Mendelian randomization study on causal association of FAM210B with drug-induced lupus

Objective Due to the complexity of drug-induced lupus (DIL) pathogenesis, more susceptibility factors need to be discovered. FAM210B is a new mitochondrial protein whose function has not been fully elucidated. This study will explore whether there is a correlation between FAM210B and the risk of DIL. Methods At first, we extracted three FAM210B genetic variants from the GTEx database ( n = 948), and extracted their corresponding genome-wide association study (GWAS) summary statistics from DIL (101 DIL cases and 218691 controls). Then, we performed a Mendelian randomization (MR) study to evaluate the causal association of the expression of FAM210B with DIL using inverse-variance weighted (IVW), the weighted median, MR-Egger, and MR-PRESSO test. Results We successfully extracted three FAM210B single-nucleotide polymorphisms (SNPs) (rs116032784, rs34361943 and rs33923703) from the GTEx_Analysis_v8_eQTL data that can reduce FAM210B expression. The results of the MR analysis showed that genetically reduced expression of FAM210B was significantly associated with increased risk of DIL in European ancestry based on the IVW method ( β = 1.037, p = 0.001, odds ratio [OR] = 2.821, 95% confidence interval [CI]:1.495–5.322). Conclusion MR analysis showed a causal relationship between FAM210B expression and the risk of DIL disease.

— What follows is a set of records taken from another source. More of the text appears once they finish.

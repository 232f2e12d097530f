//! Webhook entry point and two-phase dispatch.
//!
//! A Slack delivery must be acknowledged within three seconds or Slack sends it
//! again. The request phase therefore only decides whether a reply is wanted and
//! schedules the answer phase; the answer phase runs the slow pipeline.
//!
//! Every path returns `{statusCode: 200}`. Failures are logged, never reported
//! back to Slack, so a broken downstream cannot cause a retry storm.

use lambda_runtime::{Error, LambdaEvent};
use serde_json::Value;
use tracing::{error, info, warn};

use super::helpers::{ok_empty, ok_text};
use super::invoke::{AnswerInvoker, invoker_from_config};
use super::parsing::{
    SIGNATURE_HEADER, TIMESTAMP_HEADER, extract_body, get_header_value, is_retry_delivery,
    parse_slack_event,
};
use super::signature::verify_slack_signature;
use crate::core::config::AppConfig;
use crate::core::models::Phase;
use crate::errors::BotError;
use crate::slack::SlackBot;

pub const SKIPPING_RUN: &str = "Skipping run";
pub const ANSWER_SCHEDULED: &str = "Answer scheduled";
pub const ANSWERED: &str = "Answered";
pub const ANSWER_FAILED: &str = "Answer failed";
pub const IGNORED: &str = "Ignored";

/// Routes one invocation through the request or answer phase.
pub struct Dispatcher {
    bot: SlackBot,
    invoker: Box<dyn AnswerInvoker>,
    signing_secret: String,
}

impl Dispatcher {
    #[must_use]
    pub fn new(bot: SlackBot, invoker: Box<dyn AnswerInvoker>, signing_secret: String) -> Self {
        Self {
            bot,
            invoker,
            signing_secret,
        }
    }

    /// Builds every client once for the lifetime of the Lambda container.
    ///
    /// # Errors
    ///
    /// Returns an error if a client cannot be constructed.
    pub async fn from_config(config: &AppConfig) -> Result<Self, BotError> {
        let bot = SlackBot::new(config)?;
        let invoker = invoker_from_config(config).await;
        Ok(Self::new(bot, invoker, config.slack_signing_secret.clone()))
    }

    #[must_use]
    pub fn bot(&self) -> &SlackBot {
        &self.bot
    }

    /// Handles one webhook or answer-phase payload. Always a 200 response.
    pub async fn handle(&self, payload: Value) -> Value {
        if is_retry_delivery(&payload) {
            info!("Slack retry detected. Skipping run.");
            return ok_text(SKIPPING_RUN);
        }

        let phase = Phase::of(&payload);

        let raw_body = match extract_body(&payload) {
            Ok(body) => body,
            Err(e) => {
                error!(?phase, "Unusable request: {}", e);
                return ok_text(IGNORED);
            }
        };
        let body: Value = match serde_json::from_str(&raw_body) {
            Ok(body) => body,
            Err(e) => {
                error!(?phase, "Request body is not JSON: {}", e);
                return ok_text(IGNORED);
            }
        };

        match phase {
            Phase::Answer => self.handle_answer(&body).await,
            Phase::Request => self.handle_request(&payload, &raw_body, &body).await,
        }
    }

    async fn handle_answer(&self, body: &Value) -> Value {
        let event = match parse_slack_event(body) {
            Ok(event) => event,
            Err(e) => {
                error!("Answer phase without a usable event: {}", e);
                return ok_text(IGNORED);
            }
        };

        match self.bot.answer(&event).await {
            Ok(()) => ok_text(ANSWERED),
            Err(e) => {
                error!(
                    channel = %event.channel,
                    thread_ts = %event.reply_thread_ts(),
                    "Failed to answer: {}",
                    e
                );
                ok_text(ANSWER_FAILED)
            }
        }
    }

    async fn handle_request(&self, payload: &Value, raw_body: &str, body: &Value) -> Value {
        if !self.signature_is_valid(payload, raw_body) {
            return ok_text(IGNORED);
        }

        if body.get("type").and_then(Value::as_str) == Some("url_verification") {
            let challenge = body.get("challenge").and_then(Value::as_str).unwrap_or("");
            return ok_text(challenge);
        }

        let event = match parse_slack_event(body) {
            Ok(event) => event,
            Err(e) => {
                warn!("Ignoring callback without event: {}", e);
                return ok_empty();
            }
        };

        if !event.warrants_reply() {
            info!(event_type = %event.event_type, "Event does not warrant a reply");
            return ok_text(IGNORED);
        }

        match self.invoker.invoke_answer(&Phase::Answer.mark(payload)).await {
            Ok(()) => {
                info!(
                    event_type = %event.event_type,
                    channel = %event.channel,
                    "Scheduled answer phase"
                );
                ok_text(ANSWER_SCHEDULED)
            }
            Err(e) => {
                error!(channel = %event.channel, "Failed to schedule answer phase: {}", e);
                ok_text(IGNORED)
            }
        }
    }

    fn signature_is_valid(&self, payload: &Value, raw_body: &str) -> bool {
        let headers = payload.get("headers").unwrap_or(&Value::Null);
        let (Some(signature), Some(timestamp)) = (
            get_header_value(headers, SIGNATURE_HEADER),
            get_header_value(headers, TIMESTAMP_HEADER),
        ) else {
            warn!("Missing Slack signature headers");
            return false;
        };

        if verify_slack_signature(raw_body, timestamp, signature, &self.signing_secret) {
            true
        } else {
            warn!("Slack signature verification failed");
            false
        }
    }
}

/// Lambda handler for the webhook entrypoint.
///
/// # Errors
///
/// Never fails once the dispatcher exists; the `Result` satisfies the runtime.
#[tracing::instrument(level = "info", skip(dispatcher, event), fields(request_id = %event.context.request_id))]
pub async fn function_handler(
    dispatcher: &Dispatcher,
    event: LambdaEvent<Value>,
) -> Result<Value, Error> {
    #[cfg(feature = "debug-logs")]
    info!("Received payload: {:?}", event.payload);

    Ok(dispatcher.handle(event.payload).await)
}
//! All Slack-specific functionality

pub mod bot;
pub mod client;

// Re-export main types for convenience
pub use bot::SlackBot;
pub use client::{ChatPlatform, SlackClient};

Our results suggested that FAM210B may be a marker that can mark susceptibility of DIL in the future. It provides evidence for the study of DIL, but its specific mechanism of action in DIL needs to be further studied. Key Points • This is the first MR analysis to examine the association between FAM210B and DIL. • The findings of this study suggested that reduced FAM210B expression is associated with the increased risk of DIL. • FAM210B may be a marker that can mark susceptibility of DIL in the future.